Insults can increase the production of reactive oxygen species (ROS) in the cytosol and mitochondria. NADPH oxidase 2 (NOX2) and NOX4 can also contribute to the production of ROS²²². The production of ROS can cause breaks in mitochondrial DNA (mtDNA) and damage lipids and proteins. Damaged mtDNA can produce aberrant mitochondrial proteins and prevent mitochondrial protein synthesis, whereas damaged lipids and proteins result in impaired mitochondrial function, leading to further increases in mitochondrial ROS. ROS also activate nuclear factor erythroid 2-related factor 2 (NRF2), which translocates to the nucleus and binds to antioxidant-responsive elements (AREs) to activate the transcription of genes encoding oxidant-neutralizing enzymes, such as mitochondrial superoxide dismutase 2 (SOD2), glutathione peroxidase (GPX) and catalase. SOD2 reduces superoxide anions to hydrogen peroxide (H₂O₂) and oxygen (O₂). Catalase, found in the cytoplasm, and GPX, located in the cytoplasm and mitochondria, reduce H₂O₂ to water (H₂O)²²³. GPX also oxidizes glutathione (GSH), resulting in glutathione disulfide (GSSG) as a byproduct of reducing hydrogen peroxide to water.
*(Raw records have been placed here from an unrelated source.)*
//! The parse job pool.
//!
//! A bounded set of worker threads runs one mining job per file. Miner state
//! is worker-local; the only shared pieces are the table store, the event
//! channel back to the submitter, and the atomic kill flag. Saturated pools
//! queue submissions; the `Started` event tells the submitter when a slot
//! was taken.

use std::path::PathBuf;
use std::sync::atomic::{AtomicBool, Ordering};
use std::sync::mpsc::Sender;
use std::sync::Arc;

use log::warn;

use crate::config::ParserConfig;
use crate::errors::*;
use crate::miner::{parse, Algorithm, ParseJob};
use crate::table::TableStore;

/// Lifecycle events a job reports back to the submitter.
#[derive(Debug, Clone, PartialEq, Eq)]
pub enum JobEvent {
    /// A worker picked the job up.
    Started(u64),
    /// Percent progress, non-decreasing within a job.
    Progress(u64, u8),
    /// Both relations are published.
    Finished { log_id: u64, line_count: usize },
    /// The job was cancelled cooperatively; nothing was published.
    Interrupted(u64),
    /// The job failed; nothing was published.
    Error { log_id: u64, message: String },
}

/// One submission.
#[derive(Debug, Clone)]
pub struct JobRequest {
    pub log_id: u64,
    pub file: PathBuf,
    pub algorithm: Algorithm,
    pub config: ParserConfig,
    pub structured_name: String,
    pub templates_name: String,
    pub keep_params: bool,
}

/// Cancels a single submitted job, cooperatively.
#[derive(Debug, Clone, Default)]
pub struct JobHandle {
    flag: Arc<AtomicBool>,
}

impl JobHandle {
    pub fn cancel(&self) {
        self.flag.store(true, Ordering::Release);
    }

    fn is_cancelled(&self) -> bool {
        self.flag.load(Ordering::Acquire)
    }
}

pub struct ParsePool {
    workers: rayon::ThreadPool,
    events: Sender<JobEvent>,
    store: Arc<dyn TableStore>,
    killed: Arc<AtomicBool>,
}

impl ParsePool {
    /// A pool with `workers` threads publishing into `store` and reporting
    /// over `events`.
    pub fn new(
        workers: usize,
        store: Arc<dyn TableStore>,
        events: Sender<JobEvent>,
    ) -> Result<Self> {
        let workers = rayon::ThreadPoolBuilder::new()
            .num_threads(workers)
            .thread_name(|index| format!("parse-worker-{index}"))
            .build()
            .map_err(|e| Error::BadConfig(format!("failed to build the worker pool: {e}")))?;
        Ok(Self {
            workers,
            events,
            store,
            killed: Arc::new(AtomicBool::new(false)),
        })
    }

    /// Queue a job. Fails with [`Error::PoolKilled`] once [`Self::kill`] ran.
    ///
    /// The returned handle cancels this job alone; cancellation is
    /// cooperative and leaves no partial output behind.
    pub fn submit(&self, request: JobRequest) -> Result<JobHandle> {
        if self.killed.load(Ordering::Acquire) {
            return Err(Error::PoolKilled);
        }
        let handle = JobHandle::default();
        let job_flag = handle.clone();
        let events = self.events.clone();
        let store = Arc::clone(&self.store);
        let killed = Arc::clone(&self.killed);

        self.workers.spawn(move || {
            let log_id = request.log_id;
            // the receiver may be gone when nobody waits for events anymore
            let _ = events.send(JobEvent::Started(log_id));

            let should_stop = || killed.load(Ordering::Acquire) || job_flag.is_cancelled();
            let progress_events = events.clone();
            let progress = move |percent: u8| {
                let _ = progress_events.send(JobEvent::Progress(log_id, percent));
            };
            let job = ParseJob {
                file: &request.file,
                structured_name: &request.structured_name,
                templates_name: &request.templates_name,
                keep_params: request.keep_params,
                should_stop: &should_stop,
                progress: Some(&progress),
            };

            match parse(request.algorithm, &request.config, &job, store.as_ref()) {
                Ok(result) => {
                    let _ = events.send(JobEvent::Finished {
                        log_id,
                        line_count: result.line_count,
                    });
                }
                Err(e) if e.is_cancelled() => {
                    let _ = events.send(JobEvent::Interrupted(log_id));
                }
                Err(e) => {
                    warn!("Job {log_id} for {} failed: {e}", request.file.display());
                    let _ = events.send(JobEvent::Error {
                        log_id,
                        message: e.to_string(),
                    });
                }
            }
        });
        Ok(handle)
    }

    /// Cancel all running jobs and refuse every further submission. Running
    /// workers notice through their `should_stop` poll.
    pub fn kill(&self) {
        self.killed.store(true, Ordering::Release);
    }
}
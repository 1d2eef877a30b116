use glam::Vec2;
use serde::{Deserialize, Serialize};

/// Unique identifier for an entity: dense arena slot plus generation.
///
/// The generation makes "does this entity still exist" a cheap comparison
/// instead of a delivered callback. Cell buckets and steering targets store
/// ids, never references.
#[derive(Debug, Clone, Copy, PartialEq, Eq, Hash, PartialOrd, Ord, Serialize, Deserialize)]
pub struct EntityId {
    pub index: u32,
    pub generation: u32,
}

impl EntityId {
    pub fn new(index: u32, generation: u32) -> Self {
        Self { index, generation }
    }
}

/// Gameplay category of an entity.
///
/// One record with a tag replaces the base/collidable/movable class tower;
/// systems branch on the tag instead of dispatching virtually.
#[derive(Debug, Clone, Copy, PartialEq, Eq, Hash, Serialize, Deserialize)]
pub enum Category {
    /// The single externally controlled entity.
    Player,
    /// Follower-type mover.
    Friend,
    /// Hostile-type mover.
    Foe,
    /// Level geometry placed once at build time.
    Static,
    /// Pickup placed once at build time.
    Item,
}

impl Category {
    /// Movers are tracked incrementally; statics and items are registered once.
    pub fn is_dynamic(self) -> bool {
        matches!(self, Category::Player | Category::Friend | Category::Foe)
    }
}

/// Position and extents of an entity, anchored at the top-left corner.
///
/// This is the authoritative position record; colliders and cell membership
/// are derived from it after an external mover writes it back.
#[derive(Debug, Clone, Copy, PartialEq, Serialize, Deserialize)]
pub struct Footprint {
    pub position: Vec2,
    pub width: f32,
    pub height: f32,
}

impl Footprint {
    pub fn new(x: f32, y: f32, width: f32, height: f32) -> Self {
        Self {
            position: Vec2::new(x, y),
            width,
            height,
        }
    }

    pub fn size(&self) -> Vec2 {
        Vec2::new(self.width, self.height)
    }
}
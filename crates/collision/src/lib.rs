//! Collision math: overlap tests producing contacts, plus vector helpers.
//!
//! # Invariants
//! - Every test returns an owned [`Contact`]; there is no shared scratch
//!   state between calls.
//! - Squared distances everywhere in per-tick paths; the rooted form exists
//!   only for callers that need an absolute length.

mod contact;
mod vector;

pub use contact::{box_box, box_circle, circle_circle, collide, Contact};
pub use vector::{
    closest, direction, direction_and_magnitude, direction_and_magnitude_sqr, dot, magnitude,
    magnitude_sqr, ClosestHit,
};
GSSG in mitochondria (mGSSG) is converted back to GSH by glutathione reductase (GR) in a process that requires the presence of NADPH. The activity of the mitochondrial uncoupling protein 2 (UCP2) is increased, dissipating the proton motive force and decreasing ROS production. mGSH, mitochondrial GSH. The electron transport chain complexes I–V are indicated as I, II, III, IV and V.